Trig wakes up. He pushes off of his dad's chest, stares at him, groggy.

"Hi, bunny bear," Todd says. "Hi son, son. Oh, you're so tough!" He sits him on his lap, takes hold of one of his hands and pats it against his opposite palm, then does the same with the other hand. He starts singing Pat-a-Cake, and then his phone rings. He picks up.

"Hi, where you at? Really? No, he just woke up. Hold on a second."

He holds the BlackBerry up against one of Trig's ears, and Trig's eyes open a little wider. He gurgles softly, looks up at his dad. Todd takes the phone back.

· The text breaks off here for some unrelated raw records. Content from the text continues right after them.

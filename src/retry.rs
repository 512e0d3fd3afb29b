//! Retry engine.
//!
//! `perform` runs a `Transactor` until it commits or the attempt budget runs
//! out. Each attempt gets a fresh transaction. A failed attempt is rolled back
//! first, then reported to the connection's error chain, then passed to the
//! transactor's `on_abort` hook, and only then is the retry decision made.
//!
//! Only robust transactors are retried, and only for failures raised by the
//! store or the link to it. Failures raised by the unit of work itself are
//! propagated immediately. A commit whose outcome is unknown is never retried;
//! the transactor's `on_doubt` hook runs right after `on_abort`.
//!
//! All retryable failures draw from one attempt counter.

use crate::config::DEFAULT_MAX_ATTEMPTS;
use crate::connection::Connection;
use crate::error::{FailureClass, TxError, TxResult};
use crate::models::TransactionKind;
use crate::transaction::Transaction;
use crate::transactor::Transactor;
use tracing::{debug, error, warn};

/// Attempt budget for `perform`.
#[derive(Debug, Clone, Copy, PartialEq, Eq)]
pub struct RetryPolicy {
    pub max_attempts: u32,
}

impl Default for RetryPolicy {
    fn default() -> Self {
        Self {
            max_attempts: DEFAULT_MAX_ATTEMPTS,
        }
    }
}

impl RetryPolicy {
    pub fn new(max_attempts: u32) -> Self {
        Self { max_attempts }
    }

    /// Effective number of attempts; a budget of 0 still runs once.
    pub fn attempts(&self) -> u32 {
        self.max_attempts.max(1)
    }

    /// Whether a failure of a `kind` transaction may be run again.
    pub fn is_retryable(kind: TransactionKind, err: &TxError) -> bool {
        kind.is_retrying()
            && matches!(err.class(), FailureClass::Connection | FailureClass::Statement)
    }
}

/// Run `transactor` on `conn` under `policy`.
pub fn perform<T>(conn: &mut Connection, transactor: &mut T, policy: RetryPolicy) -> TxResult<T::Output>
where
    T: Transactor + ?Sized,
{
    let max_attempts = policy.attempts();
    let kind = transactor.kind();
    let isolation = transactor.isolation();
    let mut attempt = 1;

    loop {
        let mut tx = Transaction::new(conn, transactor.name(), kind, isolation);
        debug!(
            connection_id = %tx.conn().id(),
            transactor = %transactor.name(),
            attempt = attempt,
            max_attempts = max_attempts,
            "Starting attempt"
        );

        let err = match run_attempt(&mut tx, transactor) {
            Ok(output) => {
                drop(tx);
                transactor.on_commit();
                return Ok(output);
            }
            Err(err) => err,
        };

        tx.abort();
        drop(tx);

        let reason = err.to_string();
        conn.process_notice(&format!(
            "Transactor '{}' failed (attempt {}/{}): {}",
            transactor.name(),
            attempt,
            max_attempts,
            reason
        ));

        transactor.on_abort(&reason);

        if err.class() == FailureClass::AmbiguousCommit {
            error!(
                connection_id = %conn.id(),
                transactor = %transactor.name(),
                "Commit outcome unknown; not retrying"
            );
            transactor.on_doubt();
            return Err(err);
        }

        if !RetryPolicy::is_retryable(kind, &err) || attempt >= max_attempts {
            return Err(err);
        }

        warn!(
            connection_id = %conn.id(),
            transactor = %transactor.name(),
            attempt = attempt,
            max_attempts = max_attempts,
            serialization_failure = err.is_serialization_failure(),
            error = %err,
            "Retrying transactor"
        );
        attempt += 1;
    }
}

fn run_attempt<T>(tx: &mut Transaction<'_>, transactor: &mut T) -> TxResult<T::Output>
where
    T: Transactor + ?Sized,
{
    tx.begin()?;
    let output = transactor.run(tx)?;
    tx.commit()?;
    Ok(output)
}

"He was listening to you! I didn't figure you were getting home till late tonight. All right. Okay. I was gonna head down to Soldotna tomorrow. But I think everybody's schedule is kind of resting on Bristol's schedule. Okay. Gotta go."

He hangs up.

"She'll be home in an hour," he announces to the girls. And then, to Trig: "Hey, hey, hey, hey, you talked to your mama. You talked to your mama!"

He clears his soup bowl from the table, puts it in the sink, starts rinsing it out, along with the pot he heated the soup in.

"Gotta clean up before the boss comes home," he says.

The boss’s dad’s house is easy to spot because of the ziggurat of tangled moose and caribou antlers that rises up just to the side of the driveway. If you walk in through the garage-side door, you'll spot a yellowing old Far Side cartoon tacked to the wall just inside. It shows a bunch of cavemen outside a cave with a pile of bones near the entrance. The caption reads: "Of course, prehistoric neighborhoods always had that one family whose front yard was strewn with old mammoth remains." Todd comes through this door early most mornings and adds a few more boxes of mail to the pile already stacked up here, next to the skull of an extinct bison that perches atop one of Chuck Heath's old snowmachines. The mail is all addressed to Chuck's daughter, Todd's wife — sometimes the address box is just her name followed by "Alaska." There's a lot to go through, and everybody in the family has to pitch in.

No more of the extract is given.